B-9972 (D-Arg-[Hyp3,Igl5,Oic7,Igl8]-bradykinin) Is an Inactivation-Resistant Agonist of the Bradykinin B2 Receptor Derived from the Peptide Antagonist B-9430 (D-Arg-[Hyp3,Igl5,D-Igl7,Oic8]-bradykinin): Pharmacologic Profile and Effective Induction of Receptor Degradation

• Published in: The Journal of pharmacology and experimental therapeutics Vol. 323; no. 2; pp. 534 - 546
• Main Authors: Bawolak, Marie-Thérèse, Gera, Lajos, Morissette, Guillaume, Stewart, John M, Marceau, François
• Format: Journal Article
• Language: English
• Published: United States American Society for Pharmacology and Experimental Therapeutics 01.11.2007
• Subjects: Animals; Bradykinin - analogs & derivatives; Bradykinin - metabolism; Bradykinin - pharmacology; Cercopithecus aethiops; COS Cells; Dose-Response Relationship, Drug; Extracellular Signal-Regulated MAP Kinases - metabolism; Humans; In Vitro Techniques; Male; Oligopeptides - pharmacology; Phosphorylation; Rabbits; Radioligand Assay; Receptor, Bradykinin B2 - agonists; Receptor, Bradykinin B2 - analysis; Receptor, Bradykinin B2 - metabolism; Vasoconstriction - drug effects
• ISSN: 0022-3565; 1521-0103
• DOI: 10.1124/jpet.107.123422

The bradykinin B 2 receptor is a heptahelical receptor regulated by a cycle of phosphorylation, endocytosis, and extensive recycling at the cell surface following agonist stimulation. B-9430 ( d -Arg-[Hyp 3 ,Igl 5 , d -Igl 7 ,Oic 8 ]-bradykinin) is a second generation peptide antagonist found to be competitive at the human B 2 receptor and insurmountable at the rabbit B 2 receptor (contractility assays, isolated human umbilical and rabbit jugular veins).

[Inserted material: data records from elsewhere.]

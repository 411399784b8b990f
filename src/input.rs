//! Button mapping
//!
//! The host polls the badge buttons and hands over a [`ButtonState`]; the
//! [`Controls`] mapping turns that into the two boolean signals each paddle
//! understands.

use serde::{Deserialize, Serialize};

use crate::sim::TickInput;

/// Physical buttons on the badge
#[derive(Debug, Clone, Copy, PartialEq, Eq, Hash, Serialize, Deserialize)]
#[serde(rename_all = "lowercase")]
pub enum Button {
    Select,
    Start,
    Up,
    Down,
    Left,
    Right,
    A,
    B,
}

impl Button {
    pub const ALL: [Button; 8] = [
        Button::Select,
        Button::Start,
        Button::Up,
        Button::Down,
        Button::Left,
        Button::Right,
        Button::A,
        Button::B,
    ];

    pub fn as_str(&self) -> &'static str {
        match self {
            Button::Select => "select",
            Button::Start => "start",
            Button::Up => "up",
            Button::Down => "down",
            Button::Left => "left",
            Button::Right => "right",
            Button::A => "a",
            Button::B => "b",
        }
    }

    pub fn from_str(s: &str) -> Option<Self> {
        let s = s.to_lowercase();
        Self::ALL.into_iter().find(|b| b.as_str() == s)
    }

    #[inline]
    fn mask(self) -> u8 {
        1 << (self as u8)
    }
}

/// Snapshot of which buttons are held this frame
#[derive(Debug, Clone, Copy, Default, PartialEq, Eq)]
pub struct ButtonState {
    bits: u8,
}

impl ButtonState {
    pub fn new() -> Self {
        Self::default()
    }

    /// Build a snapshot from the buttons currently held
    pub fn from_pressed(pressed: impl IntoIterator<Item = Button>) -> Self {
        let mut state = Self::new();
        for button in pressed {
            state.set(button, true);
        }
        state
    }

    pub fn set(&mut self, button: Button, pressed: bool) {
        if pressed {
            self.bits |= button.mask();
        } else {
            self.bits &= !button.mask();
        }
    }

    pub fn with(mut self, button: Button) -> Self {
        self.set(button, true);
        self
    }

    #[inline]
    pub fn is_pressed(&self, button: Button) -> bool {
        self.bits & button.mask() != 0
    }
}

/// Resolved per-tick signals for one paddle
#[derive(Debug, Clone, Copy, Default, PartialEq, Eq, Serialize, Deserialize)]
pub struct PaddleInput {
    pub move_up: bool,
    pub move_down: bool,
}

impl PaddleInput {
    pub const IDLE: Self = Self {
        move_up: false,
        move_down: false,
    };

    pub fn up() -> Self {
        Self {
            move_up: true,
            move_down: false,
        }
    }

    pub fn down() -> Self {
        Self {
            move_up: false,
            move_down: true,
        }
    }
}

/// Which two buttons drive one paddle
#[derive(Debug, Clone, Copy, PartialEq, Eq, Serialize, Deserialize)]
pub struct PaddleControls {
    pub up: Button,
    pub down: Button,
}

impl PaddleControls {
    pub fn new(up: Button, down: Button) -> Self {
        Self { up, down }
    }

    pub fn resolve(&self, buttons: &ButtonState) -> PaddleInput {
        PaddleInput {
            move_up: buttons.is_pressed(self.up),
            move_down: buttons.is_pressed(self.down),
        }
    }
}

/// Button bindings for both paddles
#[derive(Debug, Clone, Copy, PartialEq, Eq, Serialize, Deserialize)]
pub struct Controls {
    pub left: PaddleControls,
    pub right: PaddleControls,
}

impl Default for Controls {
    fn default() -> Self {
        Self {
            left: PaddleControls::new(Button::Select, Button::Down),
            right: PaddleControls::new(Button::Start, Button::B),
        }
    }
}

impl Controls {
    pub fn resolve(&self, buttons: &ButtonState) -> TickInput {
        TickInput {
            left: self.left.resolve(buttons),
            right: self.right.resolve(buttons),
        }
    }
}

#[cfg(test)]
mod tests {
    use super::*;

    #[test]
    fn test_button_names_round_trip() {
        for button in Button::ALL {
            assert_eq!(Button::from_str(button.as_str()), Some(button));
        }
        assert_eq!(Button::from_str("SELECT"), Some(Button::Select));
        assert_eq!(Button::from_str("menu"), None);
    }

    #[test]
    fn test_button_state_set_and_clear() {
        let mut state = ButtonState::new().with(Button::A).with(Button::Down);
        assert!(state.is_pressed(Button::A));
        assert!(state.is_pressed(Button::Down));
        assert!(!state.is_pressed(Button::Up));

        state.set(Button::A, false);
        assert!(!state.is_pressed(Button::A));
        assert!(state.is_pressed(Button::Down));
    }

    #[test]
    fn test_default_bindings() {
        let controls = Controls::default();

        let input = controls.resolve(&ButtonState::from_pressed([Button::Select, Button::B]));
        assert_eq!(input.left, PaddleInput::up());
        assert_eq!(input.right, PaddleInput::down());

        let input = controls.resolve(&ButtonState::from_pressed([Button::Down, Button::Start]));
        assert_eq!(input.left, PaddleInput::down());
        assert_eq!(input.right, PaddleInput::up());

        // Unbound buttons do nothing
        let input = controls.resolve(&ButtonState::from_pressed([Button::Up, Button::A]));
        assert_eq!(input.left, PaddleInput::IDLE);
        assert_eq!(input.right, PaddleInput::IDLE);
    }

    #[test]
    fn test_both_directions_held() {
        let controls = PaddleControls::new(Button::Up, Button::Down);
        let input = controls.resolve(&ButtonState::from_pressed([Button::Up, Button::Down]));
        assert!(input.move_up);
        assert!(input.move_down);
    }

    #[test]
    fn test_controls_deserialize_lowercase_names() {
        let json = r#"{"left":{"up":"up","down":"down"},"right":{"up":"a","down":"b"}}"#;
        let controls: Controls = serde_json::from_str(json).unwrap();
        assert_eq!(controls.left, PaddleControls::new(Button::Up, Button::Down));
        assert_eq!(controls.right, PaddleControls::new(Button::A, Button::B));
    }
}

Two isomers of this peptide were prepared: B-10344 ( d -Arg-[Hyp 3 ,Igl 5 ,Oic 7 , d -Igl 8 ]-bradykinin; inverted sequence Oic 7 , d -Igl 8 ) and B-9972 ( d -Arg-[Hyp 3 ,Igl 5 ,Oic 7 ,Igl 8 ]-bradykinin); they are low- and high-potency agonists, respectively, in vascular preparations. The potency gap between bradykinin and B-9972 is narrow in contractility assays, despite the fact that B-9972 affinity is 7-fold inferior at the rabbit B 2 receptor (radioligand binding competition assay). The effects of agonists on receptors were compared using two chimerical constructions based on rabbit B 2 receptors: conjugate of the B 2 receptor with green fluorescent protein (B 2 R-GFP) and the N-terminally tagged conjugate of the myc epitope with the B 2 receptor. Imaging and immunoblotting showed that B-9972 induced a persistent endocytosis of cell surface B 2 receptors in human embryonic kidney 293 cells with slow receptor degradation (weak after 3 h of treatment, important at 12 h) and B 2 R-GFP desensitization ([ 3 H]bradykinin endocytosis and extracellular signal-regulated kinase 1/2 phosphorylation assays). Bradykinin was not active in this respect but when combined with captopril, induced some degradation. B-9430 reduced the endocytosis and degradation of B 2 receptors by the agonists. The results illustrate the agonist-antagonist transition in B 2 receptor peptide ligands with a constrained C-terminal structure, the importance of species in their pharmacological profile, and the possibility of selectively degrading receptors using a peptidase-resistant agonist.